◆ ENTRIES SHOWN

//! Language front end: tree-sitter grammars and syntax diagnostics.

mod typescript;

pub use typescript::{Tsx, TypeScript};

use crate::error::{RefactorError, Result};
use crate::transform::TextRange;
use std::path::Path;
use streaming_iterator::StreamingIterator;
use tree_sitter::{Language as TsLanguage, Node, Parser, Query, QueryCursor, Tree};

/// A programming language supported by the refactoring engine.
pub trait Language: Send + Sync {
    /// Returns the name of the language.
    fn name(&self) -> &'static str;

    /// Returns the file extensions associated with this language.
    fn extensions(&self) -> &[&'static str];

    /// Returns the tree-sitter language grammar.
    fn grammar(&self) -> TsLanguage;

    /// Parses source code into a tree-sitter AST.
    fn parse(&self, source: &str) -> Result<Tree> {
        let mut parser = Parser::new();
        parser
            .set_language(&self.grammar())
            .map_err(|e| RefactorError::Parse {
                path: Path::new("<source>").to_path_buf(),
                message: format!("Failed to set language: {e}"),
            })?;

        parser.parse(source, None).ok_or_else(|| RefactorError::Parse {
            path: Path::new("<source>").to_path_buf(),
            message: "Failed to parse source".to_string(),
        })
    }

    /// Creates a tree-sitter query for this language.
    fn query(&self, pattern: &str) -> Result<Query> {
        Ok(Query::new(&self.grammar(), pattern)?)
    }

    /// Checks if this language handles the given file extension.
    fn matches_extension(&self, ext: &str) -> bool {
        self.extensions().iter().any(|e| e.eq_ignore_ascii_case(ext))
    }
}

/// Registry of supported languages.
#[derive(Default)]
pub struct LanguageRegistry {
    languages: Vec<Box<dyn Language>>,
}

impl LanguageRegistry {
    /// Creates a new registry with all built-in languages.
    pub fn new() -> Self {
        let mut registry = Self::default();
        registry.register(Box::new(TypeScript));
        registry.register(Box::new(Tsx));
        registry
    }

    /// Registers a new language.
    pub fn register(&mut self, lang: Box<dyn Language>) {
        self.languages.push(lang);
    }

    /// Finds a language by file extension.
    pub fn by_extension(&self, ext: &str) -> Option<&dyn Language> {
        self.languages
            .iter()
            .find(|l| l.matches_extension(ext))
            .map(|l| l.as_ref())
    }

    /// Returns all registered languages.
    pub fn all(&self) -> &[Box<dyn Language>] {
        &self.languages
    }

    /// Detects the language for a given file path.
    pub fn detect(&self, path: &Path) -> Option<&dyn Language> {
        path.extension()
            .and_then(|ext| ext.to_str())
            .and_then(|ext| self.by_extension(ext))
    }
}

/// A syntax problem reported by the parser.
#[derive(Debug, Clone, PartialEq, Eq)]
pub struct SyntaxDiagnostic {
    pub range: TextRange,
    pub message: String,
}

/// Collects every ERROR and MISSING node of a parse.
pub fn syntax_diagnostics(lang: &dyn Language, source: &str) -> Result<Vec<SyntaxDiagnostic>> {
    let tree = lang.parse(source)?;
    let root = tree.root_node();
    let mut diagnostics = Vec::new();
    if !root.has_error() {
        return Ok(diagnostics);
    }

    let query = lang.query("(ERROR) @error")?;
    let mut cursor = QueryCursor::new();
    let mut matches = cursor.matches(&query, root, source.as_bytes());
    while let Some(m) = matches.next() {
        for capture in m.captures {
            let node = capture.node;
            let snippet: String = node
                .utf8_text(source.as_bytes())
                .unwrap_or_default()
                .chars()
                .take(24)
                .collect();
            diagnostics.push(SyntaxDiagnostic {
                range: TextRange::new(node.start_byte(), node.end_byte()),
                message: format!("Syntax error near '{}'", snippet.trim()),
            });
        }
    }

    collect_missing(root, &mut diagnostics);
    diagnostics.sort_by_key(|d| (d.range.start, d.range.end));
    Ok(diagnostics)
}

fn collect_missing(node: Node<'_>, out: &mut Vec<SyntaxDiagnostic>) {
    if node.is_missing() {
        out.push(SyntaxDiagnostic {
            range: TextRange::new(node.start_byte(), node.end_byte()),
            message: format!("Missing '{}'", node.kind()),
        });
        return;
    }
    if !node.has_error() {
        return;
    }
    let mut cursor = node.walk();
    for child in node.children(&mut cursor) {
        collect_missing(child, out);
    }
}

#[cfg(test)]
mod tests {
    use super::*;

    #[test]
    fn test_detect_by_extension() {
        let registry = LanguageRegistry::new();
        assert_eq!(registry.detect(Path::new("a.js")).unwrap().name(), "typescript");
        assert_eq!(registry.detect(Path::new("a.tsx")).unwrap().name(), "tsx");
        assert!(registry.detect(Path::new("a.rs")).is_none());
    }

    #[test]
    fn test_syntax_diagnostics_clean_source() {
        let diags = syntax_diagnostics(&TypeScript, "function f() { return 1; }").unwrap();
        assert!(diags.is_empty());
    }

    #[test]
    fn test_syntax_diagnostics_reports_errors() {
        let diags = syntax_diagnostics(&TypeScript, "function f() { return 1 +; }").unwrap();
        assert!(!diags.is_empty());
    }
}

◆ TO DO
Check each line of the listing for "push", and copy the ones that hold it.

◆ RESPONSE TO THIS TASK
        self.languages.push(lang);
            diagnostics.push(SyntaxDiagnostic {
        out.push(SyntaxDiagnostic {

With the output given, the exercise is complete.